Copy each line of the records below that has "DocumentParser" in it.

:: THE INPUT ::

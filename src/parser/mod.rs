//! Document ingestion: normalizes input files into a [`ParsedDocument`].

use crate::config::{ParserBackend, ParserConfig};
use crate::error::{GraderError, Result};
use crate::models::{DocumentKind, ParsedDocument};
use std::path::Path;
use tracing::{debug, info};

pub mod blocks;
pub mod markitdown;
pub mod mineru;

pub use markitdown::MarkitdownConverter;
pub use mineru::MineruConverter;

/// Extensions accepted by [`DocumentParser::parse`], lower case
pub const SUPPORTED_EXTENSIONS: [&str; 6] = ["md", "txt", "pdf", "docx", "pptx", "xlsx"];

/// Read as UTF-8 text without conversion
const TEXT_EXTENSIONS: [&str; 2] = ["md", "txt"];

enum Converter {
    Markitdown(MarkitdownConverter),
    Mineru(MineruConverter),
}

impl Converter {
    async fn convert(&self, path: &Path) -> Result<String> {
        match self {
            Converter::Markitdown(c) => c.convert(path).await,
            Converter::Mineru(c) => c.convert(path).await,
        }
    }
}

pub struct DocumentParser {
    converter: Converter,
    split_blocks: bool,
}

impl DocumentParser {
    pub fn new(config: &ParserConfig) -> Self {
        let converter = match config.backend {
            ParserBackend::Markitdown => {
                Converter::Markitdown(MarkitdownConverter::new(&config.markitdown_command))
            }
            ParserBackend::Mineru => Converter::Mineru(MineruConverter::new(&config.mineru_command)),
        };

        Self {
            converter,
            split_blocks: config.split_blocks,
        }
    }

    /// Parse a document into markdown text and, when enabled, structural blocks
    pub async fn parse(&self, path: &Path) -> Result<ParsedDocument> {
        if !path.exists() {
            return Err(GraderError::NotFound {
                path: path.to_path_buf(),
            });
        }

        let extension = path
            .extension()
            .and_then(|ext| ext.to_str())
            .map(|ext| ext.to_ascii_lowercase())
            .unwrap_or_default();

        if !SUPPORTED_EXTENSIONS.contains(&extension.as_str()) {
            return Err(GraderError::UnsupportedFormat { extension });
        }

        let content = if TEXT_EXTENSIONS.contains(&extension.as_str()) {
            read_text(path).await?
        } else {
            self.converter.convert(path).await?
        };

        let blocks = if self.split_blocks {
            blocks::split_markdown(&content)
        } else {
            Vec::new()
        };

        info!(
            path = %path.display(),
            chars = content.len(),
            blocks = blocks.len(),
            "parsed document"
        );

        Ok(ParsedDocument {
            kind: DocumentKind::Markdown,
            content,
            blocks,
        })
    }
}

async fn read_text(path: &Path) -> Result<String> {
    debug!(path = %path.display(), "reading text document");
    let bytes = tokio::fs::read(path).await?;
    String::from_utf8(bytes).map_err(|e| GraderError::conversion("text", format!("not valid UTF-8: {e}")))
}

#[cfg(test)]
mod tests {
    use super::*;
    use crate::models::BlockKind;
    use tempfile::tempdir;

    fn parser() -> DocumentParser {
        DocumentParser::new(&ParserConfig::default())
    }

    #[tokio::test]
    async fn test_parse_markdown_keeps_blocks_empty_by_default() {
        let dir = tempdir().unwrap();
        let path = dir.path().join("notes.md");
        std::fs::write(&path, "# Title\nBody text").unwrap();

        let doc = parser().parse(&path).await.unwrap();
        assert_eq!(
            doc,
            ParsedDocument {
                kind: DocumentKind::Markdown,
                content: "# Title\nBody text".to_string(),
                blocks: vec![],
            }
        );
    }

    #[tokio::test]
    async fn test_parse_with_block_splitting() {
        let dir = tempdir().unwrap();
        let path = dir.path().join("notes.txt");
        std::fs::write(&path, "# Title\nBody text").unwrap();

        let config = ParserConfig {
            split_blocks: true,
            ..ParserConfig::default()
        };
        let doc = DocumentParser::new(&config).parse(&path).await.unwrap();
        assert_eq!(doc.blocks.len(), 2);
        assert_eq!(doc.blocks[0].kind, BlockKind::Heading { level: 1 });
    }

    #[tokio::test]
    async fn test_missing_file_is_not_found_for_every_extension() {
        let dir = tempdir().unwrap();
        for extension in SUPPORTED_EXTENSIONS {
            let path = dir.path().join(format!("missing.{extension}"));
            let err = parser().parse(&path).await.unwrap_err();
            assert!(matches!(err, GraderError::NotFound { .. }), "{extension}");
        }
    }

    #[tokio::test]
    async fn test_existing_file_with_unsupported_extension() {
        let dir = tempdir().unwrap();
        for name in ["page.html", "image.png", "archive.tar.gz", "README"] {
            let path = dir.path().join(name);
            std::fs::write(&path, "content").unwrap();

            let err = parser().parse(&path).await.unwrap_err();
            assert!(matches!(err, GraderError::UnsupportedFormat { .. }), "{name}");
        }
    }

    #[tokio::test]
    async fn test_extension_is_case_insensitive() {
        let dir = tempdir().unwrap();
        let path = dir.path().join("NOTES.MD");
        std::fs::write(&path, "hello").unwrap();

        assert_eq!(parser().parse(&path).await.unwrap().content, "hello");
    }

    #[tokio::test]
    async fn test_invalid_utf8_text_is_conversion_error() {
        let dir = tempdir().unwrap();
        let path = dir.path().join("broken.txt");
        std::fs::write(&path, [0xff, 0xfe, 0x00]).unwrap();

        let err = parser().parse(&path).await.unwrap_err();
        assert!(matches!(err, GraderError::Conversion { backend: "text", .. }));
    }

    #[cfg(unix)]
    #[tokio::test]
    async fn test_office_formats_delegate_to_converter() {
        let dir = tempdir().unwrap();
        let path = dir.path().join("slides.pptx");
        std::fs::write(&path, "# Slide 1\n\nHello").unwrap();

        let config = ParserConfig {
            markitdown_command: "cat".to_string(),
            split_blocks: true,
            ..ParserConfig::default()
        };
        let doc = DocumentParser::new(&config).parse(&path).await.unwrap();
        assert_eq!(doc.content, "# Slide 1\n\nHello");
        assert_eq!(doc.blocks.len(), 2);
    }

    #[tokio::test]
    async fn test_converter_failure_propagates() {
        let dir = tempdir().unwrap();
        let path = dir.path().join("report.pdf");
        std::fs::write(&path, b"%PDF-1.4").unwrap();

        let config = ParserConfig {
            backend: ParserBackend::Mineru,
            mineru_command: "no-such-magic-pdf-binary".to_string(),
            ..ParserConfig::default()
        };
        let err = DocumentParser::new(&config).parse(&path).await.unwrap_err();
        assert!(matches!(err, GraderError::Conversion { backend: "mineru", .. }));
    }
}
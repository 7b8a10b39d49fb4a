use clap::{Parser, Subcommand};
use std::path::PathBuf;

mod config;
mod error;
mod evaluation;
mod factory;
mod logging;
mod models;
mod output;
mod parser;
mod providers;
mod rubric;
mod runner;

use crate::config::{Config, DEFAULT_CONFIG_FILE};
use crate::output::OutputFormat;
use crate::runner::{GradeRequest, Runner};

/// Answer grading assistant - grade student answers against a standard answer with an LLM
#[derive(Parser, Debug)]
#[command(author, version, about, long_about = None)]
struct Args {
    /// Path to the JSON (or TOML) configuration file
    #[arg(short, long, global = true, default_value = DEFAULT_CONFIG_FILE)]
    config: PathBuf,

    /// Output format: plain or json
    #[arg(short, long, global = true, default_value = "plain")]
    output: OutputFormat,

    /// Verbose output - log every provider request
    #[arg(short, long, global = true)]
    verbose: bool,

    #[command(subcommand)]
    command: Command,
}

#[derive(Subcommand, Debug)]
enum Command {
    /// Grade a student answer
    Grade {
        /// Document holding the question or standard answer
        #[arg(short, long)]
        file: Option<PathBuf>,

        /// Standard answer; defaults to the document content
        #[arg(long)]
        standard: Option<String>,

        /// Student answer to grade
        #[arg(long)]
        student: String,

        /// Provider to use instead of the configured one (openai or ollama)
        #[arg(short, long)]
        provider: Option<String>,

        /// Store the grade report as JSON at this path
        #[arg(long)]
        save: Option<PathBuf>,
    },
    /// Convert a document to markdown
    Parse {
        file: PathBuf,
    },
    /// Send a single prompt to the provider
    Chat {
        prompt: String,

        #[arg(long)]
        system: Option<String>,

        #[arg(short, long)]
        provider: Option<String>,
    },
    /// Describe an image
    Image {
        path: PathBuf,
        prompt: String,

        #[arg(short, long)]
        provider: Option<String>,
    },
    /// Review a source code file
    Code {
        path: PathBuf,

        #[arg(short, long)]
        provider: Option<String>,
    },
}

#[tokio::main]
async fn main() -> anyhow::Result<()> {
    let args = Args::parse();
    logging::init(args.verbose);

    let config = Config::load(&args.config)?;
    let runner = Runner::new(config, args.verbose);

    match args.command {
        Command::Grade {
            file,
            standard,
            student,
            provider,
            save,
        } => {
            let report = runner
                .grade(GradeRequest {
                    file: file.as_deref(),
                    standard_answer: standard.as_deref(),
                    student_answer: &student,
                    provider: provider.as_deref(),
                })
                .await?;

            if let Some(path) = save {
                runner.store_results(&report, &path)?;
            }
            output::print_results(&report, args.output);
        }
        Command::Parse { file } => {
            let document = runner.parse(&file).await?;
            output::print_results(&document, args.output);
        }
        Command::Chat {
            prompt,
            system,
            provider,
        } => {
            let reply = runner
                .chat(&prompt, system.as_deref(), provider.as_deref())
                .await?;
            output::print_results(&reply, args.output);
        }
        Command::Image {
            path,
            prompt,
            provider,
        } => {
            let reply = runner
                .analyze_image(&path, &prompt, provider.as_deref())
                .await?;
            output::print_results(&reply, args.output);
        }
        Command::Code { path, provider } => {
            let analysis = runner.analyze_code(&path, provider.as_deref()).await?;
            output::print_results(&analysis, args.output);
        }
    }

    Ok(())
}
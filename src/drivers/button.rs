//! Calibration button: ISR-side debounce and the termination signal.
//!
//! ## Hardware
//!
//! Active-low momentary switch (the BOOT button) with pull-up.  The GPIO
//! fires on the falling edge; the ISR timestamps the edge, drops it if it
//! lands inside the debounce window of the previous one, and otherwise
//! triggers [`CALIBRATION_DONE`].
//!
//! ```text
//!   GPIO NEGEDGE ─▶ button_isr_handler(now_ms) ─▶ EdgeDebouncer
//!                                                     │ accepted
//!                                                     ▼
//!                               CALIBRATION_DONE.trigger()  (AtomicBool)
//!                                                     │
//!                          CalibrationEngine::run polls once per tick
//! ```

use core::sync::atomic::{AtomicBool, AtomicU32, Ordering};

use embedded_hal::digital::InputPin;

use crate::calibration::TerminationSignal;

const DEBOUNCE_MS: u32 = 50;

/// Raised by the button ISR; consumed by the calibration engine.
pub static CALIBRATION_DONE: TerminationSignal = TerminationSignal::new();

static BUTTON_DEBOUNCE: EdgeDebouncer = EdgeDebouncer::new(DEBOUNCE_MS);

/// Lock-free edge filter, safe to share with interrupt context.
pub struct EdgeDebouncer {
    window_ms: u32,
    last_edge_ms: AtomicU32,
    seen: AtomicBool,
}

impl EdgeDebouncer {
    pub const fn new(window_ms: u32) -> Self {
        Self {
            window_ms,
            last_edge_ms: AtomicU32::new(0),
            seen: AtomicBool::new(false),
        }
    }

    /// `true` if the edge at `now_ms` is a new press rather than bounce.
    /// Every edge restarts the window, so a bouncing contact counts once.
    pub fn accept(&self, now_ms: u32) -> bool {
        let last = self.last_edge_ms.swap(now_ms, Ordering::AcqRel);
        let first = !self.seen.swap(true, Ordering::AcqRel);
        first || now_ms.wrapping_sub(last) >= self.window_ms
    }
}

/// ISR handler: register this on the button GPIO falling edge.
/// Safe to call from interrupt context (atomics only).
pub fn button_isr_handler(now_ms: u32) {
    if BUTTON_DEBOUNCE.accept(now_ms) {
        CALIBRATION_DONE.trigger();
    }
}

/// Polled view of the button level.
pub struct CalibrationButton<I> {
    pin: I,
}

impl<I: InputPin> CalibrationButton<I> {
    pub fn new(pin: I) -> Self {
        Self { pin }
    }

    /// Active-low: pressed while the pin reads LOW.  A read error counts
    /// as released.
    pub fn is_pressed(&mut self) -> bool {
        self.pin.is_low().unwrap_or(false)
    }
}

:::

ANSWER TO THE PROBLEM
/// Extensions accepted by [`DocumentParser::parse`], lower case
pub struct DocumentParser {
impl DocumentParser {
    fn parser() -> DocumentParser {
        DocumentParser::new(&ParserConfig::default())
        let doc = DocumentParser::new(&config).parse(&path).await.unwrap();
        let doc = DocumentParser::new(&config).parse(&path).await.unwrap();
        let err = DocumentParser::new(&config).parse(&path).await.unwrap_err();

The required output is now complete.